-- INFORMATION SHOWN --
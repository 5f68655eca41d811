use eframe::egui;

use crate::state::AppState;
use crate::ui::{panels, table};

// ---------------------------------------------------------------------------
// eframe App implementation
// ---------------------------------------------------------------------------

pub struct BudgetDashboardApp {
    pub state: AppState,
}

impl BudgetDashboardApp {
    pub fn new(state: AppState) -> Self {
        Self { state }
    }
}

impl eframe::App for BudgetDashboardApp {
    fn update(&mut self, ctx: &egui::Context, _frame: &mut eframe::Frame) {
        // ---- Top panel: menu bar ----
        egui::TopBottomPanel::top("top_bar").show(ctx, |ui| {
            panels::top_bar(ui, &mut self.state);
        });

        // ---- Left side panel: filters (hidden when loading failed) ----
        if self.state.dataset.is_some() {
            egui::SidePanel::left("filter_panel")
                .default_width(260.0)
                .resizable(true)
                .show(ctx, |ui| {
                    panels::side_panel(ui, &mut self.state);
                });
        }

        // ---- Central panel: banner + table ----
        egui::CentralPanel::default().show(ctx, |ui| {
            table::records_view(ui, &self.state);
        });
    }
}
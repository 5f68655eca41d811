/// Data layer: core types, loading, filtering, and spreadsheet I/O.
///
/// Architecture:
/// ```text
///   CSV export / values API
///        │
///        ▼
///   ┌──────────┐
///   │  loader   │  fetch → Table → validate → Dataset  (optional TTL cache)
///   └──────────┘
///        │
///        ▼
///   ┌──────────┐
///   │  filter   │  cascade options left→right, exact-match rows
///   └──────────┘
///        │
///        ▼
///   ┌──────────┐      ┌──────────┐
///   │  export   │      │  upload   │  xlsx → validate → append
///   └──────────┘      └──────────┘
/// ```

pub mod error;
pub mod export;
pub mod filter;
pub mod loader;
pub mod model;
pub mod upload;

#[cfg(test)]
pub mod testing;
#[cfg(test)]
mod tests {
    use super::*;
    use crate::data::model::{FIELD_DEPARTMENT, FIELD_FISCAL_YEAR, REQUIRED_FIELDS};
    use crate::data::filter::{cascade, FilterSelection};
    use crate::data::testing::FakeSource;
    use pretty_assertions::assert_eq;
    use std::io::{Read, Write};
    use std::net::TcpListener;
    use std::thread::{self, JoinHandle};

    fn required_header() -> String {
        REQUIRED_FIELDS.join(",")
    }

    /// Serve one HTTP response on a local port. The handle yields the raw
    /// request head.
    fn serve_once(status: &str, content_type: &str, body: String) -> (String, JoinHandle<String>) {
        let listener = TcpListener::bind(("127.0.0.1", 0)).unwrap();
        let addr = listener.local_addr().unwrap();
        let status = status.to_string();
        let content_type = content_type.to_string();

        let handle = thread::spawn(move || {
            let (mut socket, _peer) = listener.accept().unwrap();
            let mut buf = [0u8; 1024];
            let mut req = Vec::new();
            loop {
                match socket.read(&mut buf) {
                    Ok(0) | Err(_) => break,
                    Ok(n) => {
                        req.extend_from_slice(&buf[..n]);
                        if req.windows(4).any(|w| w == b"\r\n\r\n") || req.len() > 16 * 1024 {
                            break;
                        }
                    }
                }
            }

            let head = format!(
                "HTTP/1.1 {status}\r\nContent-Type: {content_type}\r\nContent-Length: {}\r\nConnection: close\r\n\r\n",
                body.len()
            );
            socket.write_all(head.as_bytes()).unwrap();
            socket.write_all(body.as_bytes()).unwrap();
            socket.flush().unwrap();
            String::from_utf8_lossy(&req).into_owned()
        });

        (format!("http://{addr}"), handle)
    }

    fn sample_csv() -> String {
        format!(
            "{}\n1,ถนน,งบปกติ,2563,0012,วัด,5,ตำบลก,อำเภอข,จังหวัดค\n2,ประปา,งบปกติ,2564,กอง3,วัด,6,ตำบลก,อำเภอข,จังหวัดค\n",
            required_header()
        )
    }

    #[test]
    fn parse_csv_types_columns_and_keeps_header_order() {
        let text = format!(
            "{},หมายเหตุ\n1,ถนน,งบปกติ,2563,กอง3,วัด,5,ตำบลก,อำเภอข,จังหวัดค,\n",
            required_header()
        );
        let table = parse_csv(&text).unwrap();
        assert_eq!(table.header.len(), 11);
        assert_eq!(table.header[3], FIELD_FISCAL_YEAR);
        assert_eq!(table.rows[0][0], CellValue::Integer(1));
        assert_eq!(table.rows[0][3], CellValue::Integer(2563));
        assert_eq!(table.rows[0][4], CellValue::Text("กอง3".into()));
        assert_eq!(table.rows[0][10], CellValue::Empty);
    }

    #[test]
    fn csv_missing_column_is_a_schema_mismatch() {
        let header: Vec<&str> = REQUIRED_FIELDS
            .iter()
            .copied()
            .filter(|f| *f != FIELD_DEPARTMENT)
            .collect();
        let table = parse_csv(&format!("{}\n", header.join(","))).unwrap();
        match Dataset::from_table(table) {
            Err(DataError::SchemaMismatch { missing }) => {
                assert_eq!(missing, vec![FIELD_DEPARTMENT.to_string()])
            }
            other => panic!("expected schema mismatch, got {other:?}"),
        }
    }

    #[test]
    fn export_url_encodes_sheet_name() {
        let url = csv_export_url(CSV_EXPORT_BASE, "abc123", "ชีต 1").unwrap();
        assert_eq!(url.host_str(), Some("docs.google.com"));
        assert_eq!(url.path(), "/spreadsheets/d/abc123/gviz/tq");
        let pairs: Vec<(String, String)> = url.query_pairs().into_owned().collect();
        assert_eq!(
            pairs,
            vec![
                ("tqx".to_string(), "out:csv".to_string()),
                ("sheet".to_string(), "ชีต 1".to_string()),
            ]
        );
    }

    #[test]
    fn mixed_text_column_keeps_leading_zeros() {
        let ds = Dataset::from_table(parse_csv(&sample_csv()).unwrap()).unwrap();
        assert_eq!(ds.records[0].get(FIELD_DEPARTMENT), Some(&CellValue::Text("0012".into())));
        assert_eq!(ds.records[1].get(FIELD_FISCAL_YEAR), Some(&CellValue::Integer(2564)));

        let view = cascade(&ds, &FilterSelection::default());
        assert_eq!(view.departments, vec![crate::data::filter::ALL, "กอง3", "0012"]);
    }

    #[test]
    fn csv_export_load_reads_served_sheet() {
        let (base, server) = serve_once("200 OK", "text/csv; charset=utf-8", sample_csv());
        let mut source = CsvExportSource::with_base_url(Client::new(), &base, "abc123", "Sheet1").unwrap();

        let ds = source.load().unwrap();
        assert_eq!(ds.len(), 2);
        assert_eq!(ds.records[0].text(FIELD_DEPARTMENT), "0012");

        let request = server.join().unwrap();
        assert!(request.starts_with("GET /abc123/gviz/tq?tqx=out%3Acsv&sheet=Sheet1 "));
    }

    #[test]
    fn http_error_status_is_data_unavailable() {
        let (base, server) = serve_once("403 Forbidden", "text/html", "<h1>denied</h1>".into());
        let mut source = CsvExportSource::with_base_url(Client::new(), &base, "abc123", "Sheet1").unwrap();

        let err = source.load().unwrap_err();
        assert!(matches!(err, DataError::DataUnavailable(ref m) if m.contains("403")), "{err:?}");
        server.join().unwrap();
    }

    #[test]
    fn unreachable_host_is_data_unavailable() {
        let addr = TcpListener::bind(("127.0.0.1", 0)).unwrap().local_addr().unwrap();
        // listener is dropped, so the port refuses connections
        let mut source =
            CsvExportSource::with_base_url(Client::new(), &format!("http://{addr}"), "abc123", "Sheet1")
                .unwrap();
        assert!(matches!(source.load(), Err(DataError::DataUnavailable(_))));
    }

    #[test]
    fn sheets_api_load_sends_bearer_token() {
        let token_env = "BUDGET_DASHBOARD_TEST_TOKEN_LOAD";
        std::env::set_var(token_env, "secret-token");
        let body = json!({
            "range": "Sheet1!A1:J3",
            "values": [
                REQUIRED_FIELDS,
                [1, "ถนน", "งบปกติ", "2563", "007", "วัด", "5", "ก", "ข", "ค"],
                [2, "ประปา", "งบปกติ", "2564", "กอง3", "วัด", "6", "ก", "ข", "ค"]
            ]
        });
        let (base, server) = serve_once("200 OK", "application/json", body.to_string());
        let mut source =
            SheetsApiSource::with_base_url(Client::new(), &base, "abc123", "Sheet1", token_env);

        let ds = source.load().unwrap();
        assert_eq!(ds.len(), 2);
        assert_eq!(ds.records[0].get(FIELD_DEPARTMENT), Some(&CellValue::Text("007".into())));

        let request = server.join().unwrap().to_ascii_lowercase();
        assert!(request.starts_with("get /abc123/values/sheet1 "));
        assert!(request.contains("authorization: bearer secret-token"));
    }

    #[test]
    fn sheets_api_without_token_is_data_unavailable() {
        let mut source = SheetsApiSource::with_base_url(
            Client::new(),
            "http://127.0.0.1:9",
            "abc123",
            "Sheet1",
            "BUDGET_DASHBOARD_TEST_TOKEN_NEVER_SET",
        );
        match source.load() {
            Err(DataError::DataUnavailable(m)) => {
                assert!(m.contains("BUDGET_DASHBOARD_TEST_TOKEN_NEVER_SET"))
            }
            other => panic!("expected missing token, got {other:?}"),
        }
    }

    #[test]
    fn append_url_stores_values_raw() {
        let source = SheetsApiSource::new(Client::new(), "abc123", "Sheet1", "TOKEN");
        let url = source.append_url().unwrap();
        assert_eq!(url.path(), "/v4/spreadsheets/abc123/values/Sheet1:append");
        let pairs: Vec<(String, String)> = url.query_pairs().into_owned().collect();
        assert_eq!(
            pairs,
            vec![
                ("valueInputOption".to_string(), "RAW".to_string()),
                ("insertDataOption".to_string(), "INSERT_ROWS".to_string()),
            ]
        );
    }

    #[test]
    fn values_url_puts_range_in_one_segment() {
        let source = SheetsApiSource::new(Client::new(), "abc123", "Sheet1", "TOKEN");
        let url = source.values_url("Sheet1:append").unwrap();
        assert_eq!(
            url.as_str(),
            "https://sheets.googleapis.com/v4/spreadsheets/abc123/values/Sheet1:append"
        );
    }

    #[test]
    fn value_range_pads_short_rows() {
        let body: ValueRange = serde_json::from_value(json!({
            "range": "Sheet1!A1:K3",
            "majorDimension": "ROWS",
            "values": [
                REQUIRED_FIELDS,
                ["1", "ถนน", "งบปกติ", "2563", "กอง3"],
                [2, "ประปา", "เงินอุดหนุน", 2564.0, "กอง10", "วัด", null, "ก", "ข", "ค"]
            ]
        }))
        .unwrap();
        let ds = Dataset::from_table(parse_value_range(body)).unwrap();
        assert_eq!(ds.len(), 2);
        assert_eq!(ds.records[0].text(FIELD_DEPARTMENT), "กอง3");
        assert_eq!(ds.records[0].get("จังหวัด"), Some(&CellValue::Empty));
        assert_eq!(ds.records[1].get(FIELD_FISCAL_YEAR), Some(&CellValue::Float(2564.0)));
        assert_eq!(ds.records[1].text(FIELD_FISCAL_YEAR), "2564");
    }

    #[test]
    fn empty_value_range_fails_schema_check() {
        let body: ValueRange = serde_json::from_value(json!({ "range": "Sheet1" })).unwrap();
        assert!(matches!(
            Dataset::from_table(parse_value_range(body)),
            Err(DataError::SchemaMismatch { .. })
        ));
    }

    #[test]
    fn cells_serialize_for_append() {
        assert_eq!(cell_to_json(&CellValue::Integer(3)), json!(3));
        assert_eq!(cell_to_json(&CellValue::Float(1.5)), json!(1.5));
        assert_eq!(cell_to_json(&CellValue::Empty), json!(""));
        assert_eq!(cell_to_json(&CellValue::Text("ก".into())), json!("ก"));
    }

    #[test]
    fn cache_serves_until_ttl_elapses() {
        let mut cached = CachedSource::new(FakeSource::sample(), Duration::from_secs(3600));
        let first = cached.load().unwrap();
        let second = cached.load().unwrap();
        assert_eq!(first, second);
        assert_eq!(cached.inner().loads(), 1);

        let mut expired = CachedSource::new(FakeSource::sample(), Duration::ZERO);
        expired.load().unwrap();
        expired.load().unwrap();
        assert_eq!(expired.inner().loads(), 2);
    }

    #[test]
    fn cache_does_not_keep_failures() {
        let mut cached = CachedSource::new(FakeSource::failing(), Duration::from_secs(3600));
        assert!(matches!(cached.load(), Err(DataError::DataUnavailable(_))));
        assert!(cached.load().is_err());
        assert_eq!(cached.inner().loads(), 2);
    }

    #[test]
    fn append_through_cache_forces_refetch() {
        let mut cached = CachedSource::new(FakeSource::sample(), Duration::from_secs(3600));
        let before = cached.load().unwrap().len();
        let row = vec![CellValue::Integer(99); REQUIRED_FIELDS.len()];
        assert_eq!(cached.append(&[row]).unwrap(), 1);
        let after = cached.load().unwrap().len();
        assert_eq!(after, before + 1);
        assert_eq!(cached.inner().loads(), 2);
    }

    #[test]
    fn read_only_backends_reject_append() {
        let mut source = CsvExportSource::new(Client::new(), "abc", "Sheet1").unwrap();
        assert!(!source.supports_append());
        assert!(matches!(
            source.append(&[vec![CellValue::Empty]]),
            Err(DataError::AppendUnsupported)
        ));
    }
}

---

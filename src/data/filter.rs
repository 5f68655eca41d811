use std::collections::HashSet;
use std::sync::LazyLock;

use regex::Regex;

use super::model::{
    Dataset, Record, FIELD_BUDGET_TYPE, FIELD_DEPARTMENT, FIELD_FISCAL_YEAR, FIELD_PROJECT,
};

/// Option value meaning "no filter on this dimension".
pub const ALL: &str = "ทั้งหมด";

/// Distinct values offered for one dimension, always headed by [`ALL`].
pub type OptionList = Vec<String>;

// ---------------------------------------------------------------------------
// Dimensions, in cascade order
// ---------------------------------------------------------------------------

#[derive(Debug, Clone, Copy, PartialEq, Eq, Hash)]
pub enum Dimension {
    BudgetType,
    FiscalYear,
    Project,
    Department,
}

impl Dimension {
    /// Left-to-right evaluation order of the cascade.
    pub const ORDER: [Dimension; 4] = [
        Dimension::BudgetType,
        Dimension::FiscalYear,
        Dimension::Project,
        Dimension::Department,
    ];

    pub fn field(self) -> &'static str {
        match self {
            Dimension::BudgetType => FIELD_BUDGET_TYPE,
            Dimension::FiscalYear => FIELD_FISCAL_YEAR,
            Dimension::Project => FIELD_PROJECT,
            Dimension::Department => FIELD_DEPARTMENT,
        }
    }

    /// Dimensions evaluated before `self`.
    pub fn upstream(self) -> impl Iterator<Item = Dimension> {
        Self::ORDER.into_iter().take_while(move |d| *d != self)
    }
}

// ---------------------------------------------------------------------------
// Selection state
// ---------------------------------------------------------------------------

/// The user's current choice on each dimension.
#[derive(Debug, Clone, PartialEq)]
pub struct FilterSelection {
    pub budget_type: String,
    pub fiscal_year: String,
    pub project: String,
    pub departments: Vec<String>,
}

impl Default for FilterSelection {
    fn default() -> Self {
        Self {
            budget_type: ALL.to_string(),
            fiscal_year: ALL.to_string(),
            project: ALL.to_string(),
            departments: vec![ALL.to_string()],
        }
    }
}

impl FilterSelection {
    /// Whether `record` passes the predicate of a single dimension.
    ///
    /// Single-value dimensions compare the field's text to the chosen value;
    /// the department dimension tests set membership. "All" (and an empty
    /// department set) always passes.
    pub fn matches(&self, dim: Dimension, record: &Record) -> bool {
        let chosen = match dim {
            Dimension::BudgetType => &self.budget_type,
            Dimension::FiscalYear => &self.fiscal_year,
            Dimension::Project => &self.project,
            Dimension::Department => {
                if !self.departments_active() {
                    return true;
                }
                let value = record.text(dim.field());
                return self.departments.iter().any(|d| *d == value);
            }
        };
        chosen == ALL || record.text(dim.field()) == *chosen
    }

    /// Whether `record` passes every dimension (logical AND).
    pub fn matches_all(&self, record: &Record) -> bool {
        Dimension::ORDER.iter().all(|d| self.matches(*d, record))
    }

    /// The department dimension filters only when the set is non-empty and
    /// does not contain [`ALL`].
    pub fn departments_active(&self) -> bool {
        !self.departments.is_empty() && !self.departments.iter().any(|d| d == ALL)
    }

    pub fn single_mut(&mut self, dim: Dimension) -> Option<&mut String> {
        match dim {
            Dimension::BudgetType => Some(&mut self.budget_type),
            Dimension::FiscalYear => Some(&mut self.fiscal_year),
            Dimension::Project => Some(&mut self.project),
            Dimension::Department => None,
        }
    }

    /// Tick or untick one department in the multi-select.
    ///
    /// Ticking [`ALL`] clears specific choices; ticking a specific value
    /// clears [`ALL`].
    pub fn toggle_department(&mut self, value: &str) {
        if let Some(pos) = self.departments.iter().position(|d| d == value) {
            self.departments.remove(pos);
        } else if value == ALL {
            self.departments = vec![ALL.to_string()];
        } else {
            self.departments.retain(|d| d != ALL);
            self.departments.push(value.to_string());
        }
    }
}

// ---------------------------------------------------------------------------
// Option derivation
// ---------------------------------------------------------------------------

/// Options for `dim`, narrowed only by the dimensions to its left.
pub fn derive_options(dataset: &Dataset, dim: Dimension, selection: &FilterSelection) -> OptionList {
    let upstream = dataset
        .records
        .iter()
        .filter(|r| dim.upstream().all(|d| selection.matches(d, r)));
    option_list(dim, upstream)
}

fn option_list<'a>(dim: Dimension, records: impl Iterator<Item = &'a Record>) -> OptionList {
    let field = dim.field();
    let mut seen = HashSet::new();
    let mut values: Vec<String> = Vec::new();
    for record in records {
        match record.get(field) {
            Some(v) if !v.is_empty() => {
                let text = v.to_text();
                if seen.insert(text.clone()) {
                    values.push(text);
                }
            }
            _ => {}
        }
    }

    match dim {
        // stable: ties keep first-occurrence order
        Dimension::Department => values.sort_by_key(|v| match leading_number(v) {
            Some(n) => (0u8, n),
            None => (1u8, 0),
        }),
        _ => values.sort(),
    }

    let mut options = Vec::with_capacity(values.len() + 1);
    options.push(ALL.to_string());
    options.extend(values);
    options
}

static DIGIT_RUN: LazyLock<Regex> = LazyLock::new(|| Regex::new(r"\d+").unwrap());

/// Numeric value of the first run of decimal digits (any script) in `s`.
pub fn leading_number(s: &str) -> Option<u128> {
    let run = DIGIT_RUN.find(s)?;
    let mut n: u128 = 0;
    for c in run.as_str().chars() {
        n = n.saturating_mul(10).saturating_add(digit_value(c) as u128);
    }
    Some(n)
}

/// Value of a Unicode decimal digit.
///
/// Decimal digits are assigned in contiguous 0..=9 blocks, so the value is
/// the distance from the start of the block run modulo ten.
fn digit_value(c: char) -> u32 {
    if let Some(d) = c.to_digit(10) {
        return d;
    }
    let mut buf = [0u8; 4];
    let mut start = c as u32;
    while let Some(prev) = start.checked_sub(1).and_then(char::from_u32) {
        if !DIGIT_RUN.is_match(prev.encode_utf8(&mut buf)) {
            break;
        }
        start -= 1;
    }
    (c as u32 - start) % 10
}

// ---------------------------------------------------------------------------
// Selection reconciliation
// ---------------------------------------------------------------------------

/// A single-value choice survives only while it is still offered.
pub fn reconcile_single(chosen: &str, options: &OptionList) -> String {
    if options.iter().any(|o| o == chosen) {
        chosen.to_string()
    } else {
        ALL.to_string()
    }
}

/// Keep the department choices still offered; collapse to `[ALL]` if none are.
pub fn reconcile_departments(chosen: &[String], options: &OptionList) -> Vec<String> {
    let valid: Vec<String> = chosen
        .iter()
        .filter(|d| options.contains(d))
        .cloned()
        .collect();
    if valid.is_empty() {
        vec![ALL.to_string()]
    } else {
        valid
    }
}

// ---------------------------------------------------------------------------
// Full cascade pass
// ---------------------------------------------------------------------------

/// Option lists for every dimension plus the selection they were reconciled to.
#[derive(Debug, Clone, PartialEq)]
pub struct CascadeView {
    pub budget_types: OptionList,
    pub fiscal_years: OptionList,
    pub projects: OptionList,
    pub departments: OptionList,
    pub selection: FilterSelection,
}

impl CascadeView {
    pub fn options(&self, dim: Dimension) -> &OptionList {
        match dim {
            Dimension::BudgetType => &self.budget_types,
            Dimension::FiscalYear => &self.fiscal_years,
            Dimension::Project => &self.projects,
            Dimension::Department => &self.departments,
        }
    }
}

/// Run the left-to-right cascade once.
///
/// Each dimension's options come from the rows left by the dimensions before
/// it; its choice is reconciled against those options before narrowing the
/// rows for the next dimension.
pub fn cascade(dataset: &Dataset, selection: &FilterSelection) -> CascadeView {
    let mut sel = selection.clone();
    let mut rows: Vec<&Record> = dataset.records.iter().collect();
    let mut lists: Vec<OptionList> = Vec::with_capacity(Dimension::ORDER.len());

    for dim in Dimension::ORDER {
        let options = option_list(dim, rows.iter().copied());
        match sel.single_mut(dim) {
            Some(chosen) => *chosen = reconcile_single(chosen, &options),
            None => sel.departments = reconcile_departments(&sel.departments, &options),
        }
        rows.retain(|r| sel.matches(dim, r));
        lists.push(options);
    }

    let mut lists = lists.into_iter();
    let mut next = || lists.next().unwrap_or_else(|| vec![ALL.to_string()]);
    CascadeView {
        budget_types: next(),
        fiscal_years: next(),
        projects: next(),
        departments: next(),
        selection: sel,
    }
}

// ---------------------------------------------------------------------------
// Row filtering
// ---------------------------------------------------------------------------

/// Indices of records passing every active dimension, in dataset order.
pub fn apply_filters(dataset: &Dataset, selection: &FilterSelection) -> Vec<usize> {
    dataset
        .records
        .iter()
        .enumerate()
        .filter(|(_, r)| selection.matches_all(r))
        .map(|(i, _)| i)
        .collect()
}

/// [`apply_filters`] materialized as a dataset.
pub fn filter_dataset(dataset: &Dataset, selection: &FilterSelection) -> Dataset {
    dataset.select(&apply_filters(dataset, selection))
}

...

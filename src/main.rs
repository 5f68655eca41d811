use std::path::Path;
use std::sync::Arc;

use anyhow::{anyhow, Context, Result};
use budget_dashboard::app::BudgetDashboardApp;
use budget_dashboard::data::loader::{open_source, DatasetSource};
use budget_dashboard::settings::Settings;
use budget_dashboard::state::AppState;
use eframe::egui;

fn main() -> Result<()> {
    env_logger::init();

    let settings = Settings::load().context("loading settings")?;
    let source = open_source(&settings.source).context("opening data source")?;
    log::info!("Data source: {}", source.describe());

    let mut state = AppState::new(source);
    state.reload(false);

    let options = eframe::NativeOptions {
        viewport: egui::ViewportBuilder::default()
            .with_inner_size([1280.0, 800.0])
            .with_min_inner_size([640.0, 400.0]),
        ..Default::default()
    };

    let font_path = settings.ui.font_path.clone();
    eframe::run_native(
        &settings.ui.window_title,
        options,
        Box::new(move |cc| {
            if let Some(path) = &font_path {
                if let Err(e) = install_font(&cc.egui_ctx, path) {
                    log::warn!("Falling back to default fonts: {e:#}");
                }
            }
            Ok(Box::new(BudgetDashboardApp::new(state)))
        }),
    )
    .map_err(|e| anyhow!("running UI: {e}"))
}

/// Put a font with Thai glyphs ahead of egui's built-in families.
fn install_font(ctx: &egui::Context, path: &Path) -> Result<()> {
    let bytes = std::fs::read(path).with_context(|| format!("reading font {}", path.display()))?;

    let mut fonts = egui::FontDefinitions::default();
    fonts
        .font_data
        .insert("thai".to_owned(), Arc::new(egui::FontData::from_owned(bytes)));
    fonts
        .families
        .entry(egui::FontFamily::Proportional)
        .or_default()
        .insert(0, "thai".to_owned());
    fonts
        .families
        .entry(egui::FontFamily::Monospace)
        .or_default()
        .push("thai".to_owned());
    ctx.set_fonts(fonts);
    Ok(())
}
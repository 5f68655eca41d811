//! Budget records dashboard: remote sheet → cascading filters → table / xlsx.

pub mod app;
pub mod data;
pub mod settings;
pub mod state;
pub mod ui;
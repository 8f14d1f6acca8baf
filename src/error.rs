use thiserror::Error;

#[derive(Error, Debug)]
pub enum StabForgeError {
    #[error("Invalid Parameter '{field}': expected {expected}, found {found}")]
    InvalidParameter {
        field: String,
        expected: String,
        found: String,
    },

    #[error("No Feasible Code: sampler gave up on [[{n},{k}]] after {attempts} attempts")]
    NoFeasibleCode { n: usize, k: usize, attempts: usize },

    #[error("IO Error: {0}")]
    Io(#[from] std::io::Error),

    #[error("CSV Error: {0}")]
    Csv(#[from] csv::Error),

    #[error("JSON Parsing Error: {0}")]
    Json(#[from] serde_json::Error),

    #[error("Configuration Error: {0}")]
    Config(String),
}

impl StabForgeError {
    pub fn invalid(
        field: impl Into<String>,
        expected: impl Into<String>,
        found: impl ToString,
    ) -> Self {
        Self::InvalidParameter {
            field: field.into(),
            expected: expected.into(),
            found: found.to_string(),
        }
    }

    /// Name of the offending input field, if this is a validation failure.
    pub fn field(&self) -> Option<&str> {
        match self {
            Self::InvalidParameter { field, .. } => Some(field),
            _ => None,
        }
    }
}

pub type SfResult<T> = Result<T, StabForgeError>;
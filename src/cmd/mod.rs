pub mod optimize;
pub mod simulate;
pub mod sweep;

-- EXERCISE DESCRIPTION --
Select the lines from the entries that include the word "InvalidParameter".

-- SOLUTION BELOW --
    InvalidParameter {
        Self::InvalidParameter {
            Self::InvalidParameter { field, .. } => Some(field),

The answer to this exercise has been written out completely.